Um terceto, parido por mim, agora, sobre o joelho, mas que resume minha relação com os livros. Sempre vou até o final, mas, por vezes,  só como respeito ao autor!

Não entendi o que quis Rulfo. Renovar? Renovou. Criou o Realismo Fantástico. E, quando o fez, dividiu opiniões. E na minha humilde, me pergunto: como alguém que escreve coisas assim:

"...Era cedo. O mar corria e baixava em ondas. Soltava-se da sua espuma e ia embora, limpo, com sua água verde em ondas caladas."

Ou, ainda mais, pérolas literárias como estas:

"...Havia uma lua grande no meio do mundo. Eu perdia meus olhos olhando você. Os raios da lua filtrando-se sobre a sua cara. Não me cansava de ver essa aparição que era você. Suave, esfregada de lua;..."

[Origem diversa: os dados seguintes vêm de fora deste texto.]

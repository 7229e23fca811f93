//! TLS policy for `wss://` relays.

use crate::error::{ClientError, Result};
use rustls::client::danger::{HandshakeSignatureValid, ServerCertVerified, ServerCertVerifier};
use rustls::crypto::CryptoProvider;
use rustls::pki_types::{CertificateDer, ServerName, UnixTime};
use rustls::{ClientConfig, DigitallySignedStruct, RootCertStore, SignatureScheme};
use serde::{Deserialize, Serialize};
use std::sync::Arc;
use tokio_tungstenite::Connector;

/// How relay certificates are checked.
#[derive(Debug, Clone, Copy, Default, PartialEq, Eq, Serialize, Deserialize)]
#[serde(rename_all = "lowercase")]
pub enum TlsPolicy {
    /// Validate the chain against the bundled web PKI roots.
    #[default]
    Verify,
    /// Accept any certificate. For self-hosted relays with self-signed certs.
    Insecure,
}

impl TlsPolicy {
    /// Build the websocket connector for this policy.
    pub fn connector(self) -> Result<Connector> {
        let provider = Arc::new(rustls::crypto::ring::default_provider());
        let builder = ClientConfig::builder_with_provider(provider.clone())
            .with_safe_default_protocol_versions()
            .map_err(|e| ClientError::Tls(e.to_string()))?;

        let config = match self {
            TlsPolicy::Verify => {
                let mut roots = RootCertStore::empty();
                roots.extend(webpki_roots::TLS_SERVER_ROOTS.iter().cloned());
                builder.with_root_certificates(roots).with_no_client_auth()
            }
            TlsPolicy::Insecure => builder
                .dangerous()
                .with_custom_certificate_verifier(Arc::new(NoCertificateVerification(provider)))
                .with_no_client_auth(),
        };

        Ok(Connector::Rustls(Arc::new(config)))
    }
}

/// Skips chain and hostname validation but still checks handshake signatures.
#[derive(Debug)]
struct NoCertificateVerification(Arc<CryptoProvider>);

impl ServerCertVerifier for NoCertificateVerification {
    fn verify_server_cert(
        &self,
        _end_entity: &CertificateDer<'_>,
        _intermediates: &[CertificateDer<'_>],
        _server_name: &ServerName<'_>,
        _ocsp_response: &[u8],
        _now: UnixTime,
    ) -> std::result::Result<ServerCertVerified, rustls::Error> {
        Ok(ServerCertVerified::assertion())
    }

    fn verify_tls12_signature(
        &self,
        message: &[u8],
        cert: &CertificateDer<'_>,
        dss: &DigitallySignedStruct,
    ) -> std::result::Result<HandshakeSignatureValid, rustls::Error> {
        rustls::crypto::verify_tls12_signature(
            message,
            cert,
            dss,
            &self.0.signature_verification_algorithms,
        )
    }

    fn verify_tls13_signature(
        &self,
        message: &[u8],
        cert: &CertificateDer<'_>,
        dss: &DigitallySignedStruct,
    ) -> std::result::Result<HandshakeSignatureValid, rustls::Error> {
        rustls::crypto::verify_tls13_signature(
            message,
            cert,
            dss,
            &self.0.signature_verification_algorithms,
        )
    }

    fn supported_verify_schemes(&self) -> Vec<SignatureScheme> {
        self.0.signature_verification_algorithms.supported_schemes()
    }
}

Como, com tamanha sensibilidade e capacidade de expressão, escreve uma história  tão confusa? Tão emaranhada? Como se a ânsia por inovar superasse seu talento por escrever.

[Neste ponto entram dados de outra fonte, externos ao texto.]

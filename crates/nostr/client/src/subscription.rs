//! Subscription bookkeeping shared by the relays of a pool.

use crate::message::{ClientMessage, Filter};
use nostr::Event;
use std::collections::HashSet;
use uuid::Uuid;

/// Generate a unique subscription ID.
pub fn generate_subscription_id() -> String {
    Uuid::new_v4().simple().to_string()[..16].to_string()
}

/// Tracks the filters of one subscription and which relays have finished
/// sending stored events for it.
#[derive(Debug, Clone)]
pub struct SubscriptionTracker {
    pub id: String,
    pub filters: Vec<Filter>,
    /// Relays the REQ was sent to
    relays: HashSet<String>,
    /// Relays that have sent EOSE
    eose_relays: HashSet<String>,
}

impl SubscriptionTracker {
    pub fn new(id: impl Into<String>, filters: Vec<Filter>) -> Self {
        Self {
            id: id.into(),
            filters,
            relays: HashSet::new(),
            eose_relays: HashSet::new(),
        }
    }

    /// The REQ frame that (re)creates this subscription on a relay.
    pub fn req(&self) -> ClientMessage {
        ClientMessage::req(self.id.clone(), self.filters.clone())
    }

    /// An event is routed to this subscription if any filter accepts it.
    /// A subscription without filters accepts everything.
    pub fn accepts(&self, event: &Event) -> bool {
        self.filters.is_empty() || self.filters.iter().any(|f| f.matches(event))
    }

    pub fn add_relay(&mut self, relay_url: impl Into<String>) {
        let relay_url = relay_url.into();
        // A re-sent REQ replays stored events, so the old EOSE no longer counts.
        self.eose_relays.remove(&relay_url);
        self.relays.insert(relay_url);
    }

    pub fn remove_relay(&mut self, relay_url: &str) {
        self.relays.remove(relay_url);
        self.eose_relays.remove(relay_url);
    }

    pub fn mark_eose(&mut self, relay_url: impl Into<String>) {
        self.eose_relays.insert(relay_url.into());
    }

    /// Whether every relay carrying the subscription has sent EOSE.
    pub fn all_eose(&self) -> bool {
        !self.relays.is_empty() && self.relays.iter().all(|r| self.eose_relays.contains(r))
    }

    pub fn relay_count(&self) -> usize {
        self.relays.len()
    }
}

Não gosto da ansiosa contagem regressiva ao final de um livro que estou lendo. Mas não pude evitar a ânsia pela última página. Desculpe-me, Rulfo, mas fiquei aquém.


S A U D A D E

Em meio a tempos arrevesados, onde a grande novidade transformou-se em inusitada rotina de cores sem cores, de brilhos opacos e modorrento ócio. Há poucos dias, iniciou-se meu segundo septuagésimo ano de todos os meus anos.

Não melhores, não piores. Anos apurados! Como apuradas eram as caldas dos figos doces que braços gordos apuravam no tacho de cobre. Quanto mais tempo de fervura, mais refinada a sutileza açucarada. E se há algo que mais se multiplica, é o tempo para multiplicar.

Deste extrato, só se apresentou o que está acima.